The main advances in urethral surgery over the past decade have been in the area of :

  • The limits of endoscopic treatments
  • The good results of urethroplasty techniques
  • The importance of managing the urethroplasty learning curve

This is the main focus of this open access postgraduate teaching site: how to organise the training of an experienced urological surgeon wishing to devote himself to urethral surgery?

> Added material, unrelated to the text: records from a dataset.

//! Fixed-point money values.
//!
//! Amounts are held as integer cents. Every conversion from user input or from the wire
//! rounds to two decimals half away from zero, so `12.345` becomes `12.35` and sums of
//! stored amounts never need rounding again.

use std::{fmt, iter::Sum, ops::Neg};

use serde::{Deserialize, Deserializer, Serialize, Serializer};

/// Largest magnitude (in cents) that survives a round trip through an IEEE double.
const MAX_CENTS: i64 = 9_007_199_254_740_991;

#[derive(Debug, Clone, Copy, Default, PartialEq, Eq, PartialOrd, Ord, Hash)]
pub struct Amount(i64);

impl Amount {
    pub const ZERO: Amount = Amount(0);

    pub const fn from_cents(cents: i64) -> Self {
        Amount(cents)
    }

    pub const fn cents(self) -> i64 {
        self.0
    }

    /// Parses user input such as `"12.5"`, `" 40 "` or `"1e3"`.
    ///
    /// Returns `None` for anything that is not a finite number.
    pub fn parse(input: &str) -> Option<Amount> {
        let trimmed = input.trim();
        if trimmed.is_empty() {
            return None;
        }
        if let Some(amount) = parse_decimal(trimmed) {
            return Some(amount);
        }
        if !trimmed
            .bytes()
            .all(|b| b.is_ascii_digit() || matches!(b, b'.' | b'e' | b'E' | b'+' | b'-'))
        {
            return None;
        }
        trimmed.parse::<f64>().ok().and_then(Amount::from_f64)
    }

    pub fn from_f64(value: f64) -> Option<Amount> {
        if !value.is_finite() {
            return None;
        }
        // `Display` yields the shortest decimal that round-trips, so the same exact
        // rounding applies to wire values as to typed input.
        parse_decimal(&value.to_string())
    }

    pub fn to_f64(self) -> f64 {
        self.0 as f64 / 100.0
    }

    pub fn is_positive(self) -> bool {
        self.0 > 0
    }

    pub fn is_negative(self) -> bool {
        self.0 < 0
    }

    pub fn is_zero(self) -> bool {
        self.0 == 0
    }

    pub fn abs(self) -> Amount {
        Amount(self.0.saturating_abs())
    }

    pub fn saturating_add(self, other: Amount) -> Amount {
        Amount(self.0.saturating_add(other.0))
    }

    pub fn saturating_sub(self, other: Amount) -> Amount {
        Amount(self.0.saturating_sub(other.0))
    }

    /// Renders with thousands grouping; negatives carry a leading `- `.
    pub fn format_grouped(self) -> String {
        let magnitude = self.0.unsigned_abs();
        let body = format!(
            "{}.{:02}",
            group_digits(&(magnitude / 100).to_string(), ','),
            magnitude % 100
        );
        if self.is_negative() {
            format!("- {body}")
        } else {
            body
        }
    }
}

impl fmt::Display for Amount {
    fn fmt(&self, f: &mut fmt::Formatter<'_>) -> fmt::Result {
        let sign = if self.is_negative() { "-" } else { "" };
        let magnitude = self.0.unsigned_abs();
        write!(f, "{}{}.{:02}", sign, magnitude / 100, magnitude % 100)
    }
}

impl Neg for Amount {
    type Output = Amount;

    fn neg(self) -> Amount {
        Amount(self.0.saturating_neg())
    }
}

impl Sum for Amount {
    fn sum<I: Iterator<Item = Amount>>(iter: I) -> Amount {
        iter.fold(Amount::ZERO, Amount::saturating_add)
    }
}

impl Serialize for Amount {
    fn serialize<S: Serializer>(&self, serializer: S) -> Result<S::Ok, S::Error> {
        serializer.serialize_f64(self.to_f64())
    }
}

impl<'de> Deserialize<'de> for Amount {
    fn deserialize<D: Deserializer<'de>>(deserializer: D) -> Result<Self, D::Error> {
        #[derive(Deserialize)]
        #[serde(untagged)]
        enum Raw {
            Number(f64),
            Text(String),
        }

        let parsed = match Raw::deserialize(deserializer)? {
            Raw::Number(value) => Amount::from_f64(value),
            Raw::Text(text) => Amount::parse(&text),
        };
        parsed.ok_or_else(|| serde::de::Error::custom("amount is not a finite number"))
    }
}

/// Exact decimal parsing for plain `[-+]digits[.digits]` input.
fn parse_decimal(input: &str) -> Option<Amount> {
    let (negative, digits) = match input.as_bytes().first()? {
        b'-' => (true, &input[1..]),
        b'+' => (false, &input[1..]),
        _ => (false, input),
    };
    let (whole, fraction) = digits.split_once('.').unwrap_or((digits, ""));
    if whole.is_empty() && fraction.is_empty() {
        return None;
    }
    if !whole.bytes().all(|b| b.is_ascii_digit()) || !fraction.bytes().all(|b| b.is_ascii_digit())
    {
        return None;
    }

    let whole = if whole.is_empty() {
        0
    } else {
        whole.parse::<i64>().ok()?
    };
    let digit = |index: usize| {
        fraction
            .as_bytes()
            .get(index)
            .map_or(0, |b| i64::from(b - b'0'))
    };
    let mut cents = whole.checked_mul(100)?.checked_add(digit(0) * 10 + digit(1))?;
    if digit(2) >= 5 {
        cents = cents.checked_add(1)?;
    }
    if cents > MAX_CENTS {
        return None;
    }
    Some(Amount(if negative { -cents } else { cents }))
}

fn group_digits(digits: &str, separator: char) -> String {
    let mut grouped = String::with_capacity(digits.len() + digits.len() / 3);
    for (index, ch) in digits.chars().enumerate() {
        if index != 0 && (digits.len() - index) % 3 == 0 {
            grouped.push(separator);
        }
        grouped.push(ch);
    }
    grouped
}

The course of training proposed here is :

  1. Follow the course on the anatomy of the male urethra
  2. Follow the introductory course on urethral stenosis surgery (below)
  3. Self build and complete, before the first urethroplasties, a personal surgical training programme with magnifying glasses on short general urological procedures (circumcision, cryptorchidism, hydrocele)
  4. If possible, training in dissection of the membranous urethra by simulation on anatomical lab
  5. Respect the difficulty rating for each type of urethroplasty (from 1 star to 5 stars) with the need to perform at least 5 “1 star” procedures before accessing on to the next level
  6. Perform urethral strictures first before considering traumatic interruptions and reconstructed urethral strictures (after hypospadias in particular): the latter are the responsibility of an expert centre
  7. It should be noted that this is a self-training course which does not lead to any certification. It is offered to qualified and experienced surgeons.

Urethroplasties have high success rates:

In the literature, the success rate of enlargement urethroplasties by oral mucosal grafting is between 80 and 90% at 5 years, whereas that of endoscopic treatments is 20% for the anterior urethra and 50% for the bulbo-membranous urethra.

Urethroplasty therefore has a very special and central place which this site aims to facilitate.

There is little interest in terminal urethrorrhaphy for apparently short stenoses:

This relatively easy to perform technique is not as good as it seems because the length of the stenosis is generally much greater than the X-ray would suggest.

This surgery, on the other hand, is associated with a resection of the spongiosum and therefore a shortening associated with devascularisation. It is not reasonable to propose it in the case of a simple stenosis.

In the case of an interruption, particularly traumatic, the question is different and we are obliged to use it, bearing in mind that, particularly in the case of a straddling fall, it is reasonable to provide a small enlargement plasty at the site of the anastomosis at the same time as the terminal urethrogram.